The Hidden Matrix: Myth and the Human Mind,the-hidden-matrix | Neil Philip | undefined
“Some say the world will end in fire,
Some say in ice.”
So opens a famous poem by Robert Frost, “Fire and Ice”. Mythologies, as well as being concerned with the mysteries of Creation, are also vehicles for mankind’s theories about Destruction. The end of all things in Norse myth is heralded by the dreaded fimbul-winter: “there will be a wind-age and a wolf-age before the world is wrecked” (Kevin Crossley-Holland’s translation in his Norse Myths). But as is often the way, the end will usher in a new beginning, for two people, Lif and Lifthrasir, will survive to repopulate the world, and six of the gods also survive or come back to life, finding among the ruins of Asgard the golden playing pieces with which the gods used to play the chess-like board game hnefatafl. C. S. Lewis echoes this detail in the scene in which the children in The Silver Chair return to Narnia after the passage of hundreds of years, to discover in the ruins of their castle “one of the golden chessmen we used to play with when we were Kings and Queens at Cair Paravel.”
Usually one thinks of mythologies as endemic to a particular culture or religion, so that the Norse “twilight of the gods” Ragnarok is representative of Viking thought in general, rather than the personal belief of one particular Viking. But just as mythologies are interpreted in different ways by different people, they can also be extremely personal, the idiosyncratic beliefs of a unique individual. I’ve just come across such a mythology in the work of Samuel Johnson—not the famous lexicographer, but his namesake, the Cheshire dancing master and playwright (1691-1773). This Samuel Johnson had a hit on the London stage with his entertaining nonsense play Hurlothrumbo in 1729, the central theme of which is that “This World is all a Dream, an Outside, a Dunghill paved with Diamonds.”
Now, Samuel Johnson was so eccentric and had such odd notions that he was nicknamed Maggoty Johnson (a maggot in this context being a strange fancy, as in Sylvia Townsend Warner’s novel Mr Fortune’s Maggot), and the wood in which he chose to be buried is known as Maggoty’s Wood. Johnson himself preferred to call himself by the name of his character in Hurlothrumbo, Lord Flame.
I’ve been reading Johnson’s works not for The Hidden Matrix but because of their correlation with the writings of Alan Garner, and in particular his deeply strange and strangely deep new novel, Treacle Walker. I haven’t received my copy yet of Johnson’s Vision of Heaven, which has been compared to Blake’s Marriage of Heaven and Hell, but I anticipate a roller-coaster of a book. Yesterday I read his 1732 play The Blazing Comet. I do this as a public service so you don’t have to! The play is awful, but there is a strikingly beautiful passage in the fulsome dedication to the Duchess of Richmond, and here is where Lord Flame crosses over into Hidden Matrix territory.

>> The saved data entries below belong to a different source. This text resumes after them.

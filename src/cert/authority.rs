//! Certificate authority store
//!
//! Owns the self-signed root used to sign per-host leaves. The key pair is
//! generated once and persisted under `~/.proxyMan/cert/`; later starts
//! load it back. The SHA-1 fingerprint of the DER certificate and the
//! random e-mail SAN identify this CA in OS trust stores.

use std::fs;
use std::path::{Path, PathBuf};

use rcgen::string::Ia5String;
use rcgen::{
    BasicConstraints, CertificateParams, DnType, ExtendedKeyUsagePurpose, IsCa, Issuer,
    KeyPair, KeyUsagePurpose, SanType, SerialNumber,
};
use rsa::pkcs8::{EncodePrivateKey, LineEnding};
use rsa::RsaPrivateKey;
use rustls::pki_types::CertificateDer;
use sha1::{Digest, Sha1};
use thiserror::Error;
use time::{Duration, OffsetDateTime};
use tracing::info;

/// CA certificate and key file names.
const CA_CERT_FILENAME: &str = "ca.crt";
const CA_KEY_FILENAME: &str = "ca.key";

/// Root key strength. Leaves use [`LEAF_KEY_BITS`].
const CA_KEY_BITS: usize = 4096;
pub(crate) const LEAF_KEY_BITS: usize = 2048;

const CA_COMMON_NAME: &str = "ProxyMan";
const CA_VALIDITY_DAYS: i64 = 3650;
const CA_SERIAL: u64 = 2023;

/// Errors raised while loading or generating CA material. All of these are
/// fatal at startup.
#[derive(Debug, Error)]
pub enum CertError {
    #[error("failed to generate key pair: {0}")]
    KeyGeneration(String),

    #[error("failed to build certificate: {0}")]
    CertGeneration(String),

    #[error("failed to parse certificate material: {0}")]
    Parse(String),

    #[error("io error: {0}")]
    Io(#[from] std::io::Error),
}

/// The process CA: issuer handle plus the identity data trust-store
/// integration needs.
pub struct CaStore {
    cert_dir: PathBuf,
    issuer: Issuer<'static, KeyPair>,
    cert_pem: String,
    cert_der: Vec<u8>,
    sha1_fingerprint: String,
    email: String,
}

impl std::fmt::Debug for CaStore {
    fn fmt(&self, f: &mut std::fmt::Formatter<'_>) -> std::fmt::Result {
        f.debug_struct("CaStore")
            .field("cert_dir", &self.cert_dir)
            .field("sha1_fingerprint", &self.sha1_fingerprint)
            .field("email", &self.email)
            .finish()
    }
}

impl CaStore {
    /// Loads the CA from `cert_dir`, generating and persisting a fresh one
    /// if no certificate exists yet.
    pub fn initialize(cert_dir: impl AsRef<Path>) -> Result<Self, CertError> {
        Self::initialize_with_key_bits(cert_dir, CA_KEY_BITS)
    }

    /// Like [`initialize`](Self::initialize) with a custom root key size.
    /// Smaller keys keep unoptimized test builds fast.
    pub fn initialize_with_key_bits(
        cert_dir: impl AsRef<Path>,
        key_bits: usize,
    ) -> Result<Self, CertError> {
        let cert_dir = cert_dir.as_ref().to_path_buf();
        fs::create_dir_all(&cert_dir)?;

        let cert_path = cert_dir.join(CA_CERT_FILENAME);
        if !cert_path.exists() {
            info!(dir = %cert_dir.display(), "generating new CA");
            generate_ca(&cert_dir, key_bits)?;
        }
        Self::load(cert_dir)
    }

    fn load(cert_dir: PathBuf) -> Result<Self, CertError> {
        let cert_pem = fs::read_to_string(cert_dir.join(CA_CERT_FILENAME))?;
        let key_pem = fs::read_to_string(cert_dir.join(CA_KEY_FILENAME))?;

        let key_pair = KeyPair::from_pem(&key_pem).map_err(|e| CertError::Parse(e.to_string()))?;
        let issuer = Issuer::from_ca_cert_pem(&cert_pem, key_pair)
            .map_err(|e| CertError::Parse(e.to_string()))?;

        let cert_der = pem_to_der(&cert_pem)?;
        let sha1_fingerprint = hex::encode(Sha1::digest(&cert_der));

        // The e-mail SAN written at generation time distinguishes this CA
        // from any other ProxyMan install in trust-store lookups.
        let params = CertificateParams::from_ca_cert_pem(&cert_pem)
            .map_err(|e| CertError::Parse(e.to_string()))?;
        let email = params
            .subject_alt_names
            .iter()
            .find_map(|san| match san {
                SanType::Rfc822Name(name) => Some(name.as_str().to_string()),
                _ => None,
            })
            .unwrap_or_default();

        info!(fingerprint = %sha1_fingerprint, "CA loaded");

        Ok(Self {
            cert_dir,
            issuer,
            cert_pem,
            cert_der,
            sha1_fingerprint,
            email,
        })
    }

    /// Issuer handle used to sign leaf certificates.
    pub fn issuer(&self) -> &Issuer<'static, KeyPair> {
        &self.issuer
    }

    pub fn cert_pem(&self) -> &str {
        &self.cert_pem
    }

    pub fn cert_der(&self) -> CertificateDer<'static> {
        CertificateDer::from(self.cert_der.clone())
    }

    /// Lowercase hex SHA-1 of the DER-encoded CA certificate.
    pub fn sha1_fingerprint(&self) -> &str {
        &self.sha1_fingerprint
    }

    /// The random e-mail SAN minted at generation time.
    pub fn email(&self) -> &str {
        &self.email
    }

    pub fn cert_path(&self) -> PathBuf {
        self.cert_dir.join(CA_CERT_FILENAME)
    }

    pub fn key_path(&self) -> PathBuf {
        self.cert_dir.join(CA_KEY_FILENAME)
    }

    pub fn cert_exists(&self) -> bool {
        self.cert_path().exists()
    }

    /// Removes the persisted key pair from disk. The in-memory CA keeps
    /// working until the process exits; the next start regenerates.
    pub fn uninstall(&self) -> Result<(), CertError> {
        for path in [self.cert_path(), self.key_path()] {
            if path.exists() {
                fs::remove_file(&path)?;
            }
        }
        info!(dir = %self.cert_dir.display(), "CA files removed");
        Ok(())
    }
}

fn generate_ca(cert_dir: &Path, key_bits: usize) -> Result<(), CertError> {
    let email = random_email();

    let rsa_key = RsaPrivateKey::new(&mut rand::rngs::OsRng, key_bits)
        .map_err(|e| CertError::KeyGeneration(e.to_string()))?;
    let key_pem = rsa_key
        .to_pkcs8_pem(LineEnding::LF)
        .map_err(|e| CertError::KeyGeneration(e.to_string()))?;
    let key_pair = KeyPair::from_pem(&key_pem).map_err(|e| CertError::Parse(e.to_string()))?;

    let mut params =
        CertificateParams::new(Vec::new()).map_err(|e| CertError::CertGeneration(e.to_string()))?;
    params
        .distinguished_name
        .push(DnType::CommonName, CA_COMMON_NAME);
    params
        .distinguished_name
        .push(DnType::OrganizationName, CA_COMMON_NAME);
    params.subject_alt_names.push(SanType::Rfc822Name(
        Ia5String::try_from(email.clone()).map_err(|e| CertError::CertGeneration(e.to_string()))?,
    ));
    params.is_ca = IsCa::Ca(BasicConstraints::Unconstrained);
    params.key_usages = vec![
        KeyUsagePurpose::DigitalSignature,
        KeyUsagePurpose::KeyCertSign,
    ];
    params.extended_key_usages = vec![
        ExtendedKeyUsagePurpose::ServerAuth,
        ExtendedKeyUsagePurpose::ClientAuth,
    ];
    params.serial_number = Some(SerialNumber::from(CA_SERIAL));
    params.not_before = OffsetDateTime::now_utc();
    params.not_after = OffsetDateTime::now_utc() + Duration::days(CA_VALIDITY_DAYS);

    let cert = params
        .self_signed(&key_pair)
        .map_err(|e| CertError::CertGeneration(e.to_string()))?;

    let cert_path = cert_dir.join(CA_CERT_FILENAME);
    let key_path = cert_dir.join(CA_KEY_FILENAME);
    fs::write(&cert_path, cert.pem())?;
    fs::write(&key_path, key_pair.serialize_pem())?;
    set_file_mode(&cert_path)?;
    set_file_mode(&key_path)?;

    info!(dir = %cert_dir.display(), email = %email, "CA generated");
    Ok(())
}

/// Both files are persisted world-readable (0644) so trust-store tooling
/// can pick up the certificate without privilege tricks.
#[cfg(unix)]
fn set_file_mode(path: &Path) -> std::io::Result<()> {
    use std::os::unix::fs::PermissionsExt;
    fs::set_permissions(path, fs::Permissions::from_mode(0o644))
}

#[cfg(not(unix))]
fn set_file_mode(_path: &Path) -> std::io::Result<()> {
    Ok(())
}

/// Extracts the DER payload of the first certificate block in a PEM file.
fn pem_to_der(cert_pem: &str) -> Result<Vec<u8>, CertError> {
    let mut reader = std::io::BufReader::new(cert_pem.as_bytes());
    let first = rustls_pemfile::certs(&mut reader)
        .next()
        .ok_or_else(|| CertError::Parse("no certificate block in PEM".into()))?
        .map(|der| der.to_vec())
        .map_err(CertError::Io);
    first
}

fn random_email() -> String {
    let random: [u8; 8] = rand::random();
    format!("proxyman-{}@localhost", hex::encode(random))
}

He embarks on a long metaphorical passage in which he regards her husband as the Sun and her as the Moon. “And thus may you live above the World, till Time himself shall die away ... when Light will dissolve itself in Air.”
When Light will dissolve itself in Air—what a singular vision of the end of all things, and one which seems to have come from one man’s imagination rather than from any tradition, or religious teaching, or scientific enquiry.